REQUIRED ACTION: Only a number is wanted: how many lines of the entries include the string "every"?

Dataset items:
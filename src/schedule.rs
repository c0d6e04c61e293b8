//! Output types: the structured timetable returned to callers.
//!
//! The JSON shape (camelCase keys, `lastUpdated` as epoch milliseconds,
//! `status` as `"OK"`/`"ERROR"`) is what front-ends consuming the CLI's
//! output expect, so the serde attributes here are part of the contract.

use chrono::{DateTime, Utc};
use serde::{Deserialize, Deserializer, Serialize, Serializer};
use std::fmt;

/// Time ranges used to bucket entries when the caller does not supply its own.
pub const DEFAULT_TIME_SLOTS: [&str; 5] = [
    "08:00-10:00",
    "10:00-12:00",
    "13:00-15:00",
    "15:00-17:00",
    "17:00-19:00",
];

/// The schedule of one cohort, as extracted from one PDF.
#[derive(Debug, Clone, PartialEq, Serialize, Deserialize)]
#[serde(rename_all = "camelCase")]
pub struct GroupData {
    /// Canonical cohort identifier, e.g. `DEV101`.
    pub name: String,
    /// When the extraction finished.
    #[serde(with = "chrono::serde::ts_milliseconds")]
    pub last_updated: DateTime<Utc>,
    pub entries: Vec<ScheduleEntry>,
    pub status: GroupStatus,
    /// Reserved for a per-day digest; extraction always leaves it empty.
    pub monday_summary: Vec<ScheduleEntry>,
}

impl GroupData {
    /// Entries scheduled on `day`, in extraction order.
    pub fn entries_on(&self, day: DayOfWeek) -> impl Iterator<Item = &ScheduleEntry> {
        self.entries
            .iter()
            .filter(move |e| e.day.known() == Some(day))
    }
}

/// One class session.
#[derive(Debug, Clone, PartialEq, Eq, Serialize, Deserialize)]
#[serde(rename_all = "camelCase")]
pub struct ScheduleEntry {
    pub group_name: String,
    pub day: ScheduleDay,
    /// Taken from the model as-is; not checked against the allowed slots.
    pub time_slot: String,
    pub room: String,
    pub professor: String,
}

/// Teaching days. Sunday is never scheduled.
#[derive(Debug, Clone, Copy, PartialEq, Eq, Hash, PartialOrd, Ord, Serialize, Deserialize)]
pub enum DayOfWeek {
    Monday,
    Tuesday,
    Wednesday,
    Thursday,
    Friday,
    Saturday,
}

impl DayOfWeek {
    pub const ALL: [DayOfWeek; 6] = [
        DayOfWeek::Monday,
        DayOfWeek::Tuesday,
        DayOfWeek::Wednesday,
        DayOfWeek::Thursday,
        DayOfWeek::Friday,
        DayOfWeek::Saturday,
    ];

    /// Exact, case-sensitive lookup of the French day names used on timetables.
    pub fn from_french(label: &str) -> Option<Self> {
        match label {
            "Lundi" => Some(DayOfWeek::Monday),
            "Mardi" => Some(DayOfWeek::Tuesday),
            "Mercredi" => Some(DayOfWeek::Wednesday),
            "Jeudi" => Some(DayOfWeek::Thursday),
            "Vendredi" => Some(DayOfWeek::Friday),
            "Samedi" => Some(DayOfWeek::Saturday),
            _ => None,
        }
    }

    pub fn french_name(self) -> &'static str {
        match self {
            DayOfWeek::Monday => "Lundi",
            DayOfWeek::Tuesday => "Mardi",
            DayOfWeek::Wednesday => "Mercredi",
            DayOfWeek::Thursday => "Jeudi",
            DayOfWeek::Friday => "Vendredi",
            DayOfWeek::Saturday => "Samedi",
        }
    }
}

impl fmt::Display for DayOfWeek {
    fn fmt(&self, f: &mut fmt::Formatter<'_>) -> fmt::Result {
        fmt::Debug::fmt(self, f)
    }
}

/// The day of an entry: a known weekday, or the model's label verbatim.
///
/// Labels outside the lookup table are kept rather than rejected so that a
/// timetable with an odd spelling still comes through.
///
/// Serialised as a plain string: the French name for a known day, the raw
/// label otherwise. Deserialisation goes back through [`ScheduleDay::from_label`],
/// so the exact-table rule holds both ways and an English `"Monday"` stays
/// unrecognised after a round-trip. Constructing `Unrecognized("Lundi")` by
/// hand is the one value that does not survive: it reads back as `Known`.
#[derive(Debug, Clone, PartialEq, Eq)]
pub enum ScheduleDay {
    Known(DayOfWeek),
    Unrecognized(String),
}

impl ScheduleDay {
    pub fn from_label(label: &str) -> Self {
        match DayOfWeek::from_french(label) {
            Some(day) => ScheduleDay::Known(day),
            None => ScheduleDay::Unrecognized(label.to_string()),
        }
    }

    pub fn known(&self) -> Option<DayOfWeek> {
        match self {
            ScheduleDay::Known(day) => Some(*day),
            ScheduleDay::Unrecognized(_) => None,
        }
    }
}

impl Serialize for ScheduleDay {
    fn serialize<S: Serializer>(&self, serializer: S) -> Result<S::Ok, S::Error> {
        match self {
            ScheduleDay::Known(day) => serializer.serialize_str(day.french_name()),
            ScheduleDay::Unrecognized(raw) => serializer.serialize_str(raw),
        }
    }
}

impl<'de> Deserialize<'de> for ScheduleDay {
    fn deserialize<D: Deserializer<'de>>(deserializer: D) -> Result<Self, D::Error> {
        let label = String::deserialize(deserializer)?;
        Ok(ScheduleDay::from_label(&label))
    }
}

impl fmt::Display for ScheduleDay {
    fn fmt(&self, f: &mut fmt::Formatter<'_>) -> fmt::Result {
        match self {
            ScheduleDay::Known(day) => write!(f, "{day}"),
            ScheduleDay::Unrecognized(raw) => f.write_str(raw),
        }
    }
}

/// Outcome flag carried on every [`GroupData`].
#[derive(Debug, Clone, Copy, PartialEq, Eq, Default, Serialize, Deserialize)]
#[serde(rename_all = "UPPERCASE")]
pub enum GroupStatus {
    #[default]
    Ok,
    Error,
}
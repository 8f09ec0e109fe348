//! Core formatting traits and implementations
//!
//! This module defines the output formatting interface and provides
//! a plain text implementation with table formatting capabilities.

use crate::{
    config::ValidationWarning,
    error::{AppError, Result},
    models::{Category, ConfigKey, ConfigModel, ConfigValue, SetOutcome},
};
use std::fmt::Write as _;

/// Main trait for output formatting
pub trait OutputFormatter {
    /// Format a header section
    fn format_header(&self, title: &str) -> Result<String>;

    /// Format the whole model, or a single category of it
    fn format_model(&self, model: &ConfigModel, category: Option<Category>) -> Result<String>;

    /// Format a single value for `get`
    fn format_value(&self, key: ConfigKey, value: &ConfigValue) -> Result<String>;

    /// Format the result of a `set`, given the value now stored
    fn format_set_outcome(&self, key: ConfigKey, outcome: &SetOutcome, stored: &ConfigValue) -> Result<String>;

    /// Format validation findings
    fn format_warnings(&self, warnings: &[ValidationWarning]) -> Result<String>;

    /// Format a discovery server list
    fn format_discovery(&self, label: &str, servers: &str) -> Result<String>;

    /// Format error messages
    fn format_error(&self, error: &str) -> Result<String>;

    /// Format warning messages
    fn format_warning(&self, warning: &str) -> Result<String>;

    /// Format success messages
    fn format_success(&self, message: &str) -> Result<String>;
}

/// Configuration options for formatting
#[derive(Debug, Clone)]
pub struct FormattingOptions {
    /// Enable colored output
    pub enable_color: bool,
    /// Enable verbose mode with detailed information
    pub verbose_mode: bool,
    /// Show table borders
    pub table_borders: bool,
    /// Maximum cell width
    pub max_width: usize,
    /// Hide the Wi-Fi password
    pub mask_secrets: bool,
}

impl Default for FormattingOptions {
    fn default() -> Self {
        Self {
            enable_color: true,
            verbose_mode: false,
            table_borders: true,
            max_width: 60,
            mask_secrets: false,
        }
    }
}

/// Table formatting configuration
#[derive(Debug, Clone)]
pub struct TableFormat {
    /// Column definitions
    pub columns: Vec<Column>,
    /// Show borders around table
    pub show_borders: bool,
    /// Show header row
    pub show_header: bool,
}

impl TableFormat {
    /// Two-column key/value layout used for every category
    pub fn key_value(show_borders: bool, max_width: usize) -> Self {
        Self {
            columns: vec![
                Column::new("Key", 8, 40),
                Column::new("Value", 8, max_width),
            ],
            show_borders,
            show_header: true,
        }
    }
}

/// Column definition for table formatting
#[derive(Debug, Clone)]
pub struct Column {
    /// Column header
    pub header: String,
    /// Minimum width
    pub min_width: usize,
    /// Maximum width
    pub max_width: usize,
}

impl Column {
    pub fn new(header: &str, min_width: usize, max_width: usize) -> Self {
        Self {
            header: header.to_string(),
            min_width,
            max_width,
        }
    }
}

/// Row data for table formatting
pub type RowData = Vec<String>;

/// Text shown for a value, with unset fields made visible
pub fn display_value(key: ConfigKey, value: &ConfigValue, mask_secrets: bool) -> String {
    match value {
        ConfigValue::Unset => "(unset)".to_string(),
        ConfigValue::Text(_) if mask_secrets && is_secret(key) => "********".to_string(),
        other => other.to_string(),
    }
}

fn is_secret(key: ConfigKey) -> bool {
    matches!(key, ConfigKey::Wifi(crate::models::WifiKey::Password))
}

/// Rows of one category, in key order
pub fn category_rows(model: &ConfigModel, category: Category, mask_secrets: bool) -> Vec<RowData> {
    category
        .keys()
        .into_iter()
        .map(|key| vec![key.name().to_string(), display_value(key, &model.get(key), mask_secrets)])
        .collect()
}

/// Categories selected for display
pub fn selected_categories(category: Option<Category>) -> Vec<Category> {
    match category {
        Some(category) => vec![category],
        None => Category::ALL.to_vec(),
    }
}

/// Plain text formatter implementation
pub struct PlainFormatter {
    options: FormattingOptions,
}

impl PlainFormatter {
    /// Create a new plain formatter with options
    pub fn new(options: FormattingOptions) -> Self {
        Self { options }
    }

    /// Create a table with the given format and data
    pub fn create_table(&self, format: &TableFormat, rows: &[RowData]) -> String {
        if rows.is_empty() {
            return String::new();
        }

        let column_widths = self.calculate_column_widths(format, rows);

        let mut output = String::new();

        if format.show_header && !format.columns.is_empty() {
            if format.show_borders {
                output.push_str(&self.create_horizontal_border(&column_widths));
                output.push('\n');
            }

            let headers: Vec<String> = format.columns.iter().map(|c| c.header.clone()).collect();
            output.push_str(&self.create_row(&headers, &column_widths, format));
            output.push('\n');

            if format.show_borders {
                output.push_str(&self.create_horizontal_border(&column_widths));
                output.push('\n');
            }
        }

        for row in rows {
            output.push_str(&self.create_row(row, &column_widths, format));
            output.push('\n');
        }

        if format.show_borders {
            output.push_str(&self.create_horizontal_border(&column_widths));
        }

        output.trim_end().to_string()
    }

    /// Calculate column widths from content, bounded by the column limits
    fn calculate_column_widths(&self, format: &TableFormat, rows: &[RowData]) -> Vec<usize> {
        format
            .columns
            .iter()
            .enumerate()
            .map(|(idx, column)| {
                let content = rows
                    .iter()
                    .filter_map(|row| row.get(idx))
                    .map(|cell| cell.chars().count())
                    .max()
                    .unwrap_or(0);
                content
                    .max(column.min_width)
                    .max(column.header.len())
                    .min(column.max_width)
            })
            .collect()
    }

    /// Create a table row
    fn create_row(&self, data: &[String], widths: &[usize], format: &TableFormat) -> String {
        let mut row = String::new();

        if format.show_borders {
            row.push('|');
        }

        for (cell, &width) in data.iter().zip(widths.iter()) {
            let padded_cell = self.align_text(cell, width);

            if format.show_borders {
                row.push(' ');
            }
            row.push_str(&padded_cell);
            if format.show_borders {
                row.push_str(" |");
            } else {
                row.push_str("  ");
            }
        }

        row.trim_end().to_string()
    }

    /// Create horizontal border for table
    fn create_horizontal_border(&self, widths: &[usize]) -> String {
        let mut border = String::new();

        if !widths.is_empty() {
            border.push('+');
            for &width in widths {
                border.push_str(&"-".repeat(width + 2));
                border.push('+');
            }
        }

        border
    }

    /// Left-align text within the width, truncating long values
    fn align_text(&self, text: &str, width: usize) -> String {
        let len = text.chars().count();
        if len > width {
            let keep = width.saturating_sub(3);
            return format!("{}...", text.chars().take(keep).collect::<String>());
        }
        format!("{}{}", text, " ".repeat(width - len))
    }
}

impl OutputFormatter for PlainFormatter {
    fn format_header(&self, title: &str) -> Result<String> {
        let mut output = String::new();
        let border = "=".repeat(title.len() + 4);

        writeln!(output, "{}", border)
            .map_err(|e| AppError::io(format!("Failed to format header: {}", e)))?;
        writeln!(output, "  {}  ", title)
            .map_err(|e| AppError::io(format!("Failed to format header: {}", e)))?;
        write!(output, "{}", border)
            .map_err(|e| AppError::io(format!("Failed to format header: {}", e)))?;

        Ok(output)
    }

    fn format_model(&self, model: &ConfigModel, category: Option<Category>) -> Result<String> {
        let format = TableFormat::key_value(self.options.table_borders, self.options.max_width);
        let sections: Vec<String> = selected_categories(category)
            .into_iter()
            .map(|category| {
                let rows = category_rows(model, category, self.options.mask_secrets);
                format!("[{}]\n{}", category, self.create_table(&format, &rows))
            })
            .collect();

        Ok(sections.join("\n\n"))
    }

    fn format_value(&self, _key: ConfigKey, value: &ConfigValue) -> Result<String> {
        Ok(value.to_string())
    }

    fn format_set_outcome(&self, key: ConfigKey, outcome: &SetOutcome, stored: &ConfigValue) -> Result<String> {
        let shown = display_value(key, stored, self.options.mask_secrets);
        Ok(match outcome {
            SetOutcome::Applied => format!("{} = {}", key, shown),
            SetOutcome::Clamped { requested, stored } => {
                format!("{} = {} (clamped from {})", key, stored, requested)
            }
            SetOutcome::Rejected(reason) => format!("{} unchanged ({}): {}", key, shown, reason),
        })
    }

    fn format_warnings(&self, warnings: &[ValidationWarning]) -> Result<String> {
        if warnings.is_empty() {
            return Ok("No issues found".to_string());
        }

        let lines: Vec<String> = warnings.iter().map(|w| w.format(false)).collect();
        Ok(lines.join("\n"))
    }

    fn format_discovery(&self, label: &str, servers: &str) -> Result<String> {
        if self.options.verbose_mode {
            Ok(format!("{}: {}", label, servers))
        } else {
            Ok(servers.to_string())
        }
    }

    fn format_error(&self, error: &str) -> Result<String> {
        Ok(format!("ERROR: {}", error))
    }

    fn format_warning(&self, warning: &str) -> Result<String> {
        Ok(format!("WARNING: {}", warning))
    }

    fn format_success(&self, message: &str) -> Result<String> {
        Ok(format!("SUCCESS: {}", message))
    }
}

#[cfg(test)]
mod tests {
    use super::*;
    use crate::config::ValidationLevel;
    use crate::models::{ExportKey, WifiKey};

    fn formatter() -> PlainFormatter {
        PlainFormatter::new(FormattingOptions {
            enable_color: false,
            ..FormattingOptions::default()
        })
    }

    #[test]
    fn test_model_table() {
        let output = formatter().format_model(&ConfigModel::default(), Some(Category::Wifi)).unwrap();

        assert!(output.starts_with("[wifi]\n+"));
        assert!(output.contains("| SSID"));
        assert!(output.contains("| Turtlebot4"));
        assert!(output.contains("(unset)"));
        assert!(!output.contains("[export]"));
    }

    #[test]
    fn test_all_categories_and_masking() {
        let formatter = PlainFormatter::new(FormattingOptions {
            enable_color: false,
            table_borders: false,
            mask_secrets: true,
            ..FormattingOptions::default()
        });
        let output = formatter.format_model(&ConfigModel::default(), None).unwrap();

        for category in Category::ALL {
            assert!(output.contains(&format!("[{}]", category)));
        }
        assert!(output.contains("********"));
        assert!(!output.contains('+'));
    }

    #[test]
    fn test_long_values_are_truncated() {
        let formatter = PlainFormatter::new(FormattingOptions {
            max_width: 10,
            ..FormattingOptions::default()
        });
        let format = TableFormat::key_value(true, 10);
        let table = formatter.create_table(&format, &[vec!["KEY".to_string(), "x".repeat(30)]]);
        assert!(table.contains("xxxxxxx..."));
    }

    #[test]
    fn test_set_outcomes() {
        let formatter = formatter();
        let key = ConfigKey::Export(ExportKey::DomainId);

        let clamped = SetOutcome::Clamped { requested: 150, stored: 101 };
        assert_eq!(
            formatter.format_set_outcome(key, &clamped, &ConfigValue::from("101")).unwrap(),
            format!("{} = 101 (clamped from 150)", key)
        );

        let key = ConfigKey::Wifi(WifiKey::Ssid);
        let rejected = SetOutcome::Rejected("cannot be empty".to_string());
        let line = formatter.format_set_outcome(key, &rejected, &ConfigValue::from("Turtlebot4")).unwrap();
        assert!(line.contains("unchanged (Turtlebot4)"));
    }

    #[test]
    fn test_warnings() {
        let formatter = formatter();
        assert_eq!(formatter.format_warnings(&[]).unwrap(), "No issues found");

        let warnings = [ValidationWarning::new(ValidationLevel::Warning, "open network".to_string())];
        assert_eq!(formatter.format_warnings(&warnings).unwrap(), "[WARNING] open network");
    }

    #[test]
    fn test_get_prints_bare_value() {
        let formatter = formatter();
        let key = ConfigKey::Wifi(WifiKey::Ip);
        assert_eq!(formatter.format_value(key, &ConfigValue::Unset).unwrap(), "");
        assert_eq!(formatter.format_value(key, &ConfigValue::from("10.0.0.2/24")).unwrap(), "10.0.0.2/24");
    }
}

RESPONSE BELOW: 2